_THE INPUT_

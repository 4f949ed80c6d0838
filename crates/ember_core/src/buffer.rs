//! # Particle Buffer
//!
//! Fixed-capacity FIFO of live embers.
//!
//! ```text
//!   oldest                                   newest
//!   ┌──────┬──────┬──────┬─────┬──────┐
//!   │  p1  │  p2  │  p3  │ ... │  pN  │  <── push
//!   └──────┴──────┴──────┴─────┴──────┘
//!      │
//!      └──> evicted when N would exceed capacity
//! ```
//!
//! Eviction ignores remaining lifetime. The oldest ember goes first, always.

use std::collections::VecDeque;

use crate::constants::DEFAULT_CAPACITY;
use crate::error::{EmberError, EmberResult};
use crate::particle::Particle;

/// Bounded, insertion-ordered particle storage.
#[derive(Clone, Debug)]
pub struct ParticleBuffer {
    particles: VecDeque<Particle>,
    capacity: usize,
}

impl ParticleBuffer {
    /// Creates an empty buffer holding at most `capacity` particles.
    ///
    /// Storage for up to [`DEFAULT_CAPACITY`] particles is allocated up
    /// front; larger buffers grow on demand.
    ///
    /// # Errors
    ///
    /// Returns [`EmberError::InvalidCapacity`] if `capacity` is zero.
    pub fn with_capacity(capacity: usize) -> EmberResult<Self> {
        if capacity == 0 {
            return Err(EmberError::InvalidCapacity(capacity));
        }
        Ok(Self {
            // One spare slot: push happens before eviction.
            particles: VecDeque::with_capacity(capacity.min(DEFAULT_CAPACITY) + 1),
            capacity,
        })
    }

    /// Appends `particle` at the back, evicting the front if over capacity.
    ///
    /// Returns the evicted particle, if any.
    pub fn push(&mut self, particle: Particle) -> Option<Particle> {
        self.particles.push_back(particle);
        if self.particles.len() > self.capacity {
            self.particles.pop_front()
        } else {
            None
        }
    }

    /// Number of particles currently held.
    #[inline]
    #[must_use]
    pub fn len(&self) -> usize {
        self.particles.len()
    }

    /// Returns true if no particles are held.
    #[inline]
    #[must_use]
    pub fn is_empty(&self) -> bool {
        self.particles.is_empty()
    }

    /// Maximum number of particles held at once.
    #[inline]
    #[must_use]
    pub const fn capacity(&self) -> usize {
        self.capacity
    }

    /// Returns true if the next push will evict.
    #[inline]
    #[must_use]
    pub fn is_full(&self) -> bool {
        self.particles.len() >= self.capacity
    }

    /// Iterates oldest to newest.
    pub fn iter(&self) -> impl DoubleEndedIterator<Item = &Particle> + ExactSizeIterator + '_ {
        self.particles.iter()
    }

    /// The next particle to be evicted.
    #[must_use]
    pub fn oldest(&self) -> Option<&Particle> {
        self.particles.front()
    }

    /// The most recently pushed particle.
    #[must_use]
    pub fn newest(&self) -> Option<&Particle> {
        self.particles.back()
    }

    /// Copies the contents out, oldest first.
    #[must_use]
    pub fn to_vec(&self) -> Vec<Particle> {
        self.particles.iter().copied().collect()
    }

    /// Drops every particle, returning how many were held.
    pub fn clear(&mut self) -> usize {
        let dropped = self.particles.len();
        self.particles.clear();
        dropped
    }
}

impl<'a> IntoIterator for &'a ParticleBuffer {
    type Item = &'a Particle;
    type IntoIter = std::collections::vec_deque::Iter<'a, Particle>;

    fn into_iter(self) -> Self::IntoIter {
        self.particles.iter()
    }
}

#[cfg(test)]
mod tests {
    use super::*;
    use crate::particle::ParticleId;

    fn particle(sequence: u64) -> Particle {
        Particle {
            id: ParticleId(sequence * 31),
            sequence,
            horizontal_offset: 0.0,
            size: 4.0,
            lifetime: 2.0,
        }
    }

    #[test]
    fn test_zero_capacity_rejected() {
        assert_eq!(
            ParticleBuffer::with_capacity(0).unwrap_err(),
            EmberError::InvalidCapacity(0)
        );
    }

    #[test]
    fn test_push_below_capacity_keeps_everything() {
        let mut buf = ParticleBuffer::with_capacity(4).unwrap();
        for seq in 1..=4 {
            assert!(buf.push(particle(seq)).is_none());
        }
        assert_eq!(buf.len(), 4);
        assert!(buf.is_full());
        assert_eq!(buf.oldest().map(|p| p.sequence), Some(1));
        assert_eq!(buf.newest().map(|p| p.sequence), Some(4));
    }

    #[test]
    fn test_push_at_capacity_evicts_oldest() {
        let mut buf = ParticleBuffer::with_capacity(3).unwrap();
        for seq in 1..=3 {
            buf.push(particle(seq));
        }
        let before = buf.to_vec();

        let evicted = buf.push(particle(4));

        assert_eq!(evicted, Some(before[0]));
        let mut expected = before[1..].to_vec();
        expected.push(particle(4));
        assert_eq!(buf.to_vec(), expected);
    }

    #[test]
    fn test_capacity_one_always_holds_newest() {
        let mut buf = ParticleBuffer::with_capacity(1).unwrap();
        assert!(buf.push(particle(1)).is_none());
        for seq in 2..=10 {
            let evicted = buf.push(particle(seq)).unwrap();
            assert_eq!(evicted.sequence, seq - 1);
            assert_eq!(buf.len(), 1);
            assert_eq!(buf.newest().unwrap().sequence, seq);
        }
    }

    #[test]
    fn test_huge_capacity_does_not_preallocate() {
        for capacity in [usize::MAX, 1 << 40] {
            let mut buf = ParticleBuffer::with_capacity(capacity).unwrap();
            assert_eq!(buf.capacity(), capacity);
            for seq in 1..=3 {
                assert!(buf.push(particle(seq)).is_none());
            }
            assert_eq!(buf.len(), 3);
            assert!(!buf.is_full());
        }
    }

    #[test]
    fn test_clear_reports_dropped() {
        let mut buf = ParticleBuffer::with_capacity(8).unwrap();
        for seq in 1..=5 {
            buf.push(particle(seq));
        }
        assert_eq!(buf.clear(), 5);
        assert!(buf.is_empty());
        assert_eq!(buf.capacity(), 8);
    }

    #[test]
    fn test_iter_is_oldest_first() {
        let mut buf = ParticleBuffer::with_capacity(3).unwrap();
        for seq in 1..=5 {
            buf.push(particle(seq));
        }
        let seqs: Vec<u64> = buf.iter().map(|p| p.sequence).collect();
        assert_eq!(seqs, vec![3, 4, 5]);
        let rev: Vec<u64> = (&buf).into_iter().rev().map(|p| p.sequence).collect();
        assert_eq!(rev, vec![5, 4, 3]);
    }
}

_PROBLEM TO WORK ON_
Reproduce the material in full, with no word added or dropped.

_RESULT BELOW_
repository 4f949ed80c6d0838
filename crates/ember_core/src/buffer.rs
//! # Particle Buffer
//!
//! Fixed-capacity FIFO of live embers.
//!
//! ```text
//!   oldest                                   newest
//!   ┌──────┬──────┬──────┬─────┬──────┐
//!   │  p1  │  p2  │  p3  │ ... │  pN  │  <── push
//!   └──────┴──────┴──────┴─────┴──────┘
//!      │
//!      └──> evicted when N would exceed capacity
//! ```
//!
//! Eviction ignores remaining lifetime. The oldest ember goes first, always.

use std::collections::VecDeque;

use crate::constants::DEFAULT_CAPACITY;
use crate::error::{EmberError, EmberResult};
use crate::particle::Particle;

/// Bounded, insertion-ordered particle storage.
#[derive(Clone, Debug)]
pub struct ParticleBuffer {
    particles: VecDeque<Particle>,
    capacity: usize,
}

impl ParticleBuffer {
    /// Creates an empty buffer holding at most `capacity` particles.
    ///
    /// Storage for up to [`DEFAULT_CAPACITY`] particles is allocated up
    /// front; larger buffers grow on demand.
    ///
    /// # Errors
    ///
    /// Returns [`EmberError::InvalidCapacity`] if `capacity` is zero.
    pub fn with_capacity(capacity: usize) -> EmberResult<Self> {
        if capacity == 0 {
            return Err(EmberError::InvalidCapacity(capacity));
        }
        Ok(Self {
            // One spare slot: push happens before eviction.
            particles: VecDeque::with_capacity(capacity.min(DEFAULT_CAPACITY) + 1),
            capacity,
        })
    }

    /// Appends `particle` at the back, evicting the front if over capacity.
    ///
    /// Returns the evicted particle, if any.
    pub fn push(&mut self, particle: Particle) -> Option<Particle> {
        self.particles.push_back(particle);
        if self.particles.len() > self.capacity {
            self.particles.pop_front()
        } else {
            None
        }
    }

    /// Number of particles currently held.
    #[inline]
    #[must_use]
    pub fn len(&self) -> usize {
        self.particles.len()
    }

    /// Returns true if no particles are held.
    #[inline]
    #[must_use]
    pub fn is_empty(&self) -> bool {
        self.particles.is_empty()
    }

    /// Maximum number of particles held at once.
    #[inline]
    #[must_use]
    pub const fn capacity(&self) -> usize {
        self.capacity
    }

    /// Returns true if the next push will evict.
    #[inline]
    #[must_use]
    pub fn is_full(&self) -> bool {
        self.particles.len() >= self.capacity
    }

    /// Iterates oldest to newest.
    pub fn iter(&self) -> impl DoubleEndedIterator<Item = &Particle> + ExactSizeIterator + '_ {
        self.particles.iter()
    }

    /// The next particle to be evicted.
    #[must_use]
    pub fn oldest(&self) -> Option<&Particle> {
        self.particles.front()
    }

    /// The most recently pushed particle.
    #[must_use]
    pub fn newest(&self) -> Option<&Particle> {
        self.particles.back()
    }

    /// Copies the contents out, oldest first.
    #[must_use]
    pub fn to_vec(&self) -> Vec<Particle> {
        self.particles.iter().copied().collect()
    }

    /// Drops every particle, returning how many were held.
    pub fn clear(&mut self) -> usize {
        let dropped = self.particles.len();
        self.particles.clear();
        dropped
    }
}

impl<'a> IntoIterator for &'a ParticleBuffer {
    type Item = &'a Particle;
    type IntoIter = std::collections::vec_deque::Iter<'a, Particle>;

    fn into_iter(self) -> Self::IntoIter {
        self.particles.iter()
    }
}

#[cfg(test)]
mod tests {
    use super::*;
    use crate::particle::ParticleId;

    fn particle(sequence: u64) -> Particle {
        Particle {
            id: ParticleId(sequence * 31),
            sequence,
            horizontal_offset: 0.0,
            size: 4.0,
            lifetime: 2.0,
        }
    }

    #[test]
    fn test_zero_capacity_rejected() {
        assert_eq!(
            ParticleBuffer::with_capacity(0).unwrap_err(),
            EmberError::InvalidCapacity(0)
        );
    }

    #[test]
    fn test_push_below_capacity_keeps_everything() {
        let mut buf = ParticleBuffer::with_capacity(4).unwrap();
        for seq in 1..=4 {
            assert!(buf.push(particle(seq)).is_none());
        }
        assert_eq!(buf.len(), 4);
        assert!(buf.is_full());
        assert_eq!(buf.oldest().map(|p| p.sequence), Some(1));
        assert_eq!(buf.newest().map(|p| p.sequence), Some(4));
    }

    #[test]
    fn test_push_at_capacity_evicts_oldest() {
        let mut buf = ParticleBuffer::with_capacity(3).unwrap();
        for seq in 1..=3 {
            buf.push(particle(seq));
        }
        let before = buf.to_vec();

        let evicted = buf.push(particle(4));

        assert_eq!(evicted, Some(before[0]));
        let mut expected = before[1..].to_vec();
        expected.push(particle(4));
        assert_eq!(buf.to_vec(), expected);
    }

    #[test]
    fn test_capacity_one_always_holds_newest() {
        let mut buf = ParticleBuffer::with_capacity(1).unwrap();
        assert!(buf.push(particle(1)).is_none());
        for seq in 2..=10 {
            let evicted = buf.push(particle(seq)).unwrap();
            assert_eq!(evicted.sequence, seq - 1);
            assert_eq!(buf.len(), 1);
            assert_eq!(buf.newest().unwrap().sequence, seq);
        }
    }

    #[test]
    fn test_huge_capacity_does_not_preallocate() {
        for capacity in [usize::MAX, 1 << 40] {
            let mut buf = ParticleBuffer::with_capacity(capacity).unwrap();
            assert_eq!(buf.capacity(), capacity);
            for seq in 1..=3 {
                assert!(buf.push(particle(seq)).is_none());
            }
            assert_eq!(buf.len(), 3);
            assert!(!buf.is_full());
        }
    }

    #[test]
    fn test_clear_reports_dropped() {
        let mut buf = ParticleBuffer::with_capacity(8).unwrap();
        for seq in 1..=5 {
            buf.push(particle(seq));
        }
        assert_eq!(buf.clear(), 5);
        assert!(buf.is_empty());
        assert_eq!(buf.capacity(), 8);
    }

    #[test]
    fn test_iter_is_oldest_first() {
        let mut buf = ParticleBuffer::with_capacity(3).unwrap();
        for seq in 1..=5 {
            buf.push(particle(seq));
        }
        let seqs: Vec<u64> = buf.iter().map(|p| p.sequence).collect();
        assert_eq!(seqs, vec![3, 4, 5]);
        let rev: Vec<u64> = (&buf).into_iter().rev().map(|p| p.sequence).collect();
        assert_eq!(rev, vec![5, 4, 3]);
    }
}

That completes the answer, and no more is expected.